I am aware of this tendency among writers because, believe it or not, I fight that tendency. I am mildly aware of what everyone in the world is talking about. I am acutely aware of the one public issue that dominates, though not as much as it should, my own thinking. I in turn am quick to see the connections between the two. Sometimes I fight the temptation to connect the two, sometimes I give in.
When I give in the connection is usually the same. I write a piece in which I ask, “Hey, why is the world so busy talking about x, when my issue is so much more important, so much more compelling? Why are Christians at every office water cooler talking about the media’s talking points, instead of my talking points?” I feel guilty for turning what is often a genuine tragedy of a news story into fodder for my cause.
Today, however, I am persuaded that my habit is the result of our deep disease on this issue. That is, I suspect that all of us would rather talk about today’s story rather than the story precisely because the story is too intense, too revealing, too much a window into the grave evil of the goats and the deep cowardice of the sheep. We would rather talk about Kony than abortion, Trayvon than abortion, even Susan G. Komen than abortion because we are less guilty over all these than we are over abortion. We can look into these comparatively distant, petty horrors because they are both distant and comparatively petty. Abortion, however, is as guilty and horror-filled as hell.
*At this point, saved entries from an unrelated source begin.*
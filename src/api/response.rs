//! Standard API response types

use axum::{
    http::StatusCode,
    response::{IntoResponse, Response},
    Json,
};
use serde::Serialize;
use uuid::Uuid;

/// `{ "data": ... }`
#[derive(Debug, Serialize)]
pub struct DataResponse<T: Serialize> {
    pub data: T,
}

impl<T: Serialize> DataResponse<T> {
    pub fn new(data: T) -> Self {
        Self { data }
    }
}

impl<T: Serialize> IntoResponse for DataResponse<T> {
    fn into_response(self) -> Response {
        Json(self).into_response()
    }
}

/// Identifier of a freshly inserted row
#[derive(Debug, Serialize)]
pub struct RecordId {
    pub id: Uuid,
}

/// 201 with the wrapped body
pub struct Created<T: Serialize>(pub T);

impl<T: Serialize> IntoResponse for Created<T> {
    fn into_response(self) -> Response {
        (StatusCode::CREATED, Json(self.0)).into_response()
    }
}

pub struct NoContent;

impl IntoResponse for NoContent {
    fn into_response(self) -> Response {
        StatusCode::NO_CONTENT.into_response()
    }
}
use chrono::{DateTime, Utc};
use serde::{Deserialize, Serialize};
use uuid::Uuid;

use super::validation::{self, ValidationErrors};

pub const DEFAULT_COUNTRY: &str = "Côte d'Ivoire";
pub const SOURCE_ASSISTANT: &str = "virtual_assistant";
pub const SOURCE_WEBSITE: &str = "website";

/// Cities a lead may be located in
pub const REGIONS: [&str; 11] = [
    "Abidjan",
    "Yamoussoukro",
    "Bouaké",
    "San-Pédro",
    "Daloa",
    "Korhogo",
    "Man",
    "Gagnoa",
    "Abengourou",
    "Divo",
    "Autre ville",
];

/// Lead entity
#[derive(Debug, Clone, Serialize, Deserialize)]
pub struct Lead {
    pub id: Uuid,
    pub first_name: String,
    pub last_name: String,
    pub email: String,
    pub phone: String,
    pub region: String,
    pub country: String,
    pub source: Option<String>,
    pub created_at: DateTime<Utc>,
}

#[derive(Debug, Clone, PartialEq)]
pub struct NewLead {
    pub first_name: String,
    pub last_name: String,
    pub email: String,
    pub phone: String,
    pub region: String,
    pub country: String,
    pub source: Option<String>,
}

/// Request DTO for capturing a lead
#[derive(Debug, Clone, Default, Serialize, Deserialize)]
pub struct CreateLeadRequest {
    #[serde(default)]
    pub first_name: String,
    #[serde(default)]
    pub last_name: String,
    #[serde(default)]
    pub email: String,
    #[serde(default)]
    pub phone: String,
    #[serde(default)]
    pub region: String,
    #[serde(default)]
    pub source: Option<String>,
}

pub(crate) fn check_first_name(errors: &mut ValidationErrors, value: &str) -> Option<String> {
    validation::text(errors, "first_name", value, 1, 100, "Prénom requis")
}

pub(crate) fn check_last_name(errors: &mut ValidationErrors, value: &str) -> Option<String> {
    validation::text(errors, "last_name", value, 1, 100, "Nom requis")
}

pub(crate) fn check_phone(errors: &mut ValidationErrors, value: &str) -> Option<String> {
    validation::text(errors, "phone", value, 8, 20, "Numéro de téléphone invalide")
}

/// One of [`REGIONS`], matched exactly after trimming
pub(crate) fn check_region(errors: &mut ValidationErrors, value: &str) -> Option<String> {
    let trimmed = value.trim();
    if trimmed.is_empty() {
        errors.push("region", "Région requise");
        return None;
    }

    match REGIONS.iter().find(|r| **r == trimmed) {
        Some(region) => Some(region.to_string()),
        None => {
            errors.push("region", "Veuillez choisir une région");
            None
        }
    }
}

impl CreateLeadRequest {
    pub fn validate(&self) -> Result<NewLead, ValidationErrors> {
        let mut errors = ValidationErrors::new();

        let first_name = check_first_name(&mut errors, &self.first_name);
        let last_name = check_last_name(&mut errors, &self.last_name);
        let email = validation::email(&mut errors, "email", &self.email);
        let phone = check_phone(&mut errors, &self.phone);
        let region = check_region(&mut errors, &self.region);
        let source = self
            .source
            .as_deref()
            .map(str::trim)
            .filter(|s| !s.is_empty())
            .map(|s| s.chars().take(50).collect::<String>())
            .unwrap_or_else(|| SOURCE_WEBSITE.to_string());

        match (first_name, last_name, email, phone, region) {
            (Some(first_name), Some(last_name), Some(email), Some(phone), Some(region)) => {
                Ok(NewLead {
                    first_name,
                    last_name,
                    email,
                    phone,
                    region,
                    country: DEFAULT_COUNTRY.to_string(),
                    source: Some(source),
                })
            }
            _ => Err(errors),
        }
    }
}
I understand that we all have different callings. I do not begrudge a man bringing the gospel to
India rather than laboring to stop the slaughter here in America. I wouldn’t complain about a pastor counseling a young married couple, rather than gathering signatures for the Personhood Amendment. I am positively grateful for godly men who repair plumbing problems instead of carrying picket signs. What troubles me, however, is that away from our specific callings, we find the time to discuss the news, even to pontificate on the news, while the murder of babies has become old news. The murder of babies is backburner, boring, banal, as common as sin. This does not excuse our guilt, but exposes it. Darkness has come into the world and we perceive it not. We are called, all of us, to shine the light of Christ into the darkest corners of the world. May we begin with our own hearts.